A brand umbrella is a way to consolidate your company’s products under one overarching theme or brand name. Many brand umbrellas use similar-sounding names, or prefixes for names, which help reinforce the “mother brand” or the company name itself.

Attracting new customers and getting higher sales volume requires a lot of capital. If you have several different products or services, it’s getting harder and harder to market each of those because of the additional capital required to get the brand name out there.

If every product or service has a different name, and is seen differently by the marketplace, the costs can become overwhelming. This is where a brand umbrella can help.

A brand umbrella creates a bridge between existing products and services and new products and services.

This is sometimes referred to as “family branding.”

When done properly, it creates a large brand name, and brand equity, under which many products and services exist.

It’s not as easy to put together as it sounds, however. To pull off brand umbrellas, a company needs to coordinate all individual brands and unify them. Successful brand umbrellas leverage the success of a few products, however, and can drive sales on relatively obscure, or less popular brands. Check out our post on the Top 10 Digital Branding Trends For 2015 before we get stuck into some examples.

Some Examples To Get You Thinking

Apple Computers is a master at the brand umbrella concept. Take its software and hardware products. Its iWork and iLife suite unifies several different software applications into one family brand.

iWork consists of Numbers, Pages, and Keynote. Even if users aren’t familiar with one or two of the applications, the strength of the app they are familiar with tends to carry over to the less recognizable apps. Think of it as “good by association.”

For example, if an individual is used to working in iWork Pages (Apple’s word processor), but is not familiar with Numbers (its spreadsheet application), there’s less resistance to using Numbers than there otherwise would be because Numbers is part of iWork.

Microsoft does the same thing with its Office suite.

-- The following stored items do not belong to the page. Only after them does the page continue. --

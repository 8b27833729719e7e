//! Bidirectional relay between a client connection and a dispatched link.
//!
//! # Responsibilities
//! - Run the request and response copy loops concurrently
//! - Drive the idle timer through the connection phases
//! - Tear both link ends down with the first failure
//!
//! # State Machine
//! ```text
//! Handshake → ConnectionIdle ─┬─ request done ──▶ DownlinkOnly ─┐
//!                             └─ response done ─▶ UplinkOnly ───┴─▶ Closed
//! ```
//! `Closed` is reached when both loops finish, when the idle timer cancels
//! the relay token, or when either loop fails.

use std::future::Future;
use std::sync::atomic::{AtomicU64, Ordering};
use std::sync::Arc;
use std::time::Duration;

use tokio::io::{AsyncRead, AsyncWrite};
use tokio_util::sync::CancellationToken;

use crate::buf::Copier;
use crate::error::{Direction, Error, Result};
use crate::observability::metrics;
use crate::policy::{SessionPolicy, Timeouts};
use crate::routing::Link;
use crate::signal::ActivityTimer;
use crate::task::{self, Task};

/// Stage of one connection's lifetime.
#[derive(Debug, Clone, Copy, PartialEq, Eq)]
pub enum Phase {
    Handshake,
    ConnectionIdle,
    UplinkOnly,
    DownlinkOnly,
    Closed,
}

impl Phase {
    /// Inactivity allowed while in this phase.
    pub fn timeout(self, timeouts: &Timeouts) -> Duration {
        match self {
            Phase::Handshake => timeouts.handshake,
            Phase::ConnectionIdle => timeouts.connection_idle,
            Phase::UplinkOnly => timeouts.uplink_only,
            Phase::DownlinkOnly => timeouts.downlink_only,
            Phase::Closed => Duration::ZERO,
        }
    }
}

/// Bound a protocol handshake by the handshake timeout.
pub async fn handshake<F, T>(timeouts: &Timeouts, handshake: F) -> Result<T>
where
    F: Future<Output = Result<T>>,
{
    tokio::time::timeout(Phase::Handshake.timeout(timeouts), handshake)
        .await
        .map_err(|_| Error::HandshakeTimeout)?
}

/// Relay bytes between the client halves and `link` until both directions finish.
///
/// On success the link writer has been closed gracefully. On failure both link
/// ends are closed with the failure and `Error::ConnectionEnds` is returned.
pub async fn relay<R, W>(
    parent: &CancellationToken,
    policy: &SessionPolicy,
    link: Link,
    mut client_reader: R,
    mut client_writer: W,
) -> Result<()>
where
    R: AsyncRead + Send + Unpin + 'static,
    W: AsyncWrite + Send + Unpin + 'static,
{
    let token = parent.child_token();
    let timeouts = policy.timeouts;
    let timer = ActivityTimer::start(token.clone(), Phase::ConnectionIdle.timeout(&timeouts));
    let uplink_bytes = Arc::new(AtomicU64::new(0));
    let downlink_bytes = Arc::new(AtomicU64::new(0));
    let Link {
        reader: link_reader,
        writer: link_writer,
    } = link;

    let request_done = {
        let token = token.clone();
        let timer = timer.clone();
        let writer = link_writer.clone();
        let counter = uplink_bytes.clone();
        let chunk_size = policy.buffer.chunk_size();
        Task::new(async move {
            let result = Copier::new(&token)
                .activity(&timer)
                .counter(&counter)
                .chunk_size(chunk_size)
                .stream_to_pipe(&mut client_reader, &writer)
                .await;
            timer.set_timeout(Phase::DownlinkOnly.timeout(&timeouts));
            result.map_err(|e| Error::transport(Direction::Uplink, e))
        })
    };

    let response_done = {
        let token = token.clone();
        let timer = timer.clone();
        let reader = link_reader.clone();
        let counter = downlink_bytes.clone();
        Task::new(async move {
            let result = Copier::new(&token)
                .activity(&timer)
                .counter(&counter)
                .pipe_to_stream(&reader, &mut client_writer)
                .await;
            timer.set_timeout(Phase::UplinkOnly.timeout(&timeouts));
            result.map_err(|e| Error::transport(Direction::Downlink, e))
        })
    };

    let active = metrics::relay_started();
    let result = task::run([
        task::with_context(token.clone()),
        task::parallel([
            task::single(request_done, [task::on_success(task::close(link_writer.clone()))]),
            response_done,
        ]),
    ])
    .await;
    // Stops the timer and releases loops still parked on I/O.
    token.cancel();

    let uplink = uplink_bytes.load(Ordering::Relaxed);
    let downlink = downlink_bytes.load(Ordering::Relaxed);
    metrics::relay_finished(result.is_ok(), uplink, downlink);
    drop(active);

    match result {
        Ok(()) => {
            tracing::debug!(uplink_bytes = uplink, downlink_bytes = downlink, "Relay finished");
            Ok(())
        }
        Err(err) => {
            tracing::debug!(
                uplink_bytes = uplink,
                downlink_bytes = downlink,
                error = %err,
                "Relay failed"
            );
            link_reader.close_error(err.clone());
            link_writer.close_error(err.clone());
            Err(Error::ConnectionEnds(Box::new(err)))
        }
    }
}

#[cfg(test)]
mod tests {
    use super::*;
    use crate::pipe;
    use crate::policy::BufferPolicy;
    use tokio::io::AsyncReadExt;

    fn short_policy() -> SessionPolicy {
        SessionPolicy {
            timeouts: Timeouts {
                handshake: Duration::from_millis(100),
                connection_idle: Duration::from_millis(200),
                uplink_only: Duration::from_millis(200),
                downlink_only: Duration::from_millis(200),
            },
            buffer: BufferPolicy {
                per_connection: 4096,
            },
        }
    }

    #[test]
    fn phase_timeouts() {
        let timeouts = Timeouts::default();
        assert_eq!(Phase::ConnectionIdle.timeout(&timeouts), Duration::from_secs(300));
        assert_eq!(Phase::DownlinkOnly.timeout(&timeouts), Duration::from_secs(1));
        assert_eq!(Phase::Closed.timeout(&timeouts), Duration::ZERO);
    }

    #[tokio::test]
    async fn handshake_times_out() {
        let timeouts = short_policy().timeouts;
        let result: Result<()> = handshake(&timeouts, std::future::pending()).await;
        assert!(matches!(result, Err(Error::HandshakeTimeout)));

        let value = handshake(&timeouts, async { Ok(7) }).await.unwrap();
        assert_eq!(value, 7);
    }

    #[tokio::test(flavor = "multi_thread", worker_threads = 2)]
    async fn empty_exchange_closes_link_writer() {
        let (link_writer, far_reader) = pipe::new(1024);
        let (far_writer, link_reader) = pipe::new(1024);
        far_writer.close();

        let (client, proxy_side) = tokio::io::duplex(1024);
        let (proxy_read, proxy_write) = tokio::io::split(proxy_side);
        drop(client);

        let token = CancellationToken::new();
        let link = Link {
            reader: link_reader,
            writer: link_writer,
        };
        relay(&token, &short_policy(), link, proxy_read, proxy_write)
            .await
            .unwrap();

        assert!(far_reader.read().await.unwrap().is_none());
        assert!(far_reader.close_reason().is_none());
        assert!(!token.is_cancelled(), "the parent token is never cancelled by the relay");
    }

    #[tokio::test(flavor = "multi_thread", worker_threads = 2)]
    async fn parent_cancellation_ends_relay() {
        let (link_writer, _far_reader) = pipe::new(1024);
        let (_far_writer, link_reader) = pipe::new(1024);
        let (mut client, proxy_side) = tokio::io::duplex(1024);
        let (proxy_read, proxy_write) = tokio::io::split(proxy_side);

        let token = CancellationToken::new();
        let mut policy = short_policy();
        policy.timeouts.connection_idle = Duration::from_secs(60);

        let handle = {
            let token = token.clone();
            tokio::spawn(async move {
                let link = Link {
                    reader: link_reader,
                    writer: link_writer,
                };
                relay(&token, &policy, link, proxy_read, proxy_write).await
            })
        };
        tokio::time::sleep(Duration::from_millis(30)).await;
        token.cancel();

        let result = tokio::time::timeout(Duration::from_secs(1), handle)
            .await
            .unwrap()
            .unwrap();
        let err = result.unwrap_err();
        assert!(matches!(err, Error::ConnectionEnds(_)));
        assert!(err.is_cancelled());

        // The client half was released, so the client sees EOF.
        let mut rest = Vec::new();
        client.read_to_end(&mut rest).await.unwrap();
        assert!(rest.is_empty());
    }
}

But, on the hardware front, Apple has parlayed the brand umbrella or family branding into a multi-billion-dollar company, flush with cash.

Its mobile products all tend to follow the same format: iPhone, iPad, iPod.

Its desktop products have a similar theme: Macbook, Macbook Pro, Macbook Air.

When customers shop for hardware, they’re more likely to consider Apple’s other core hardware offerings based on their previous experiences with products with a similar name. For example, if an individual purchases a Macbook, and loves using it, that same individual will probably be more open to considering other similar products, like the Macbook Pro or the Macbook Air. Even ists Mac Pro follows the same family name.

Apple’s new Apple Watch, and its Apple TV product line fall under a different product umbrella.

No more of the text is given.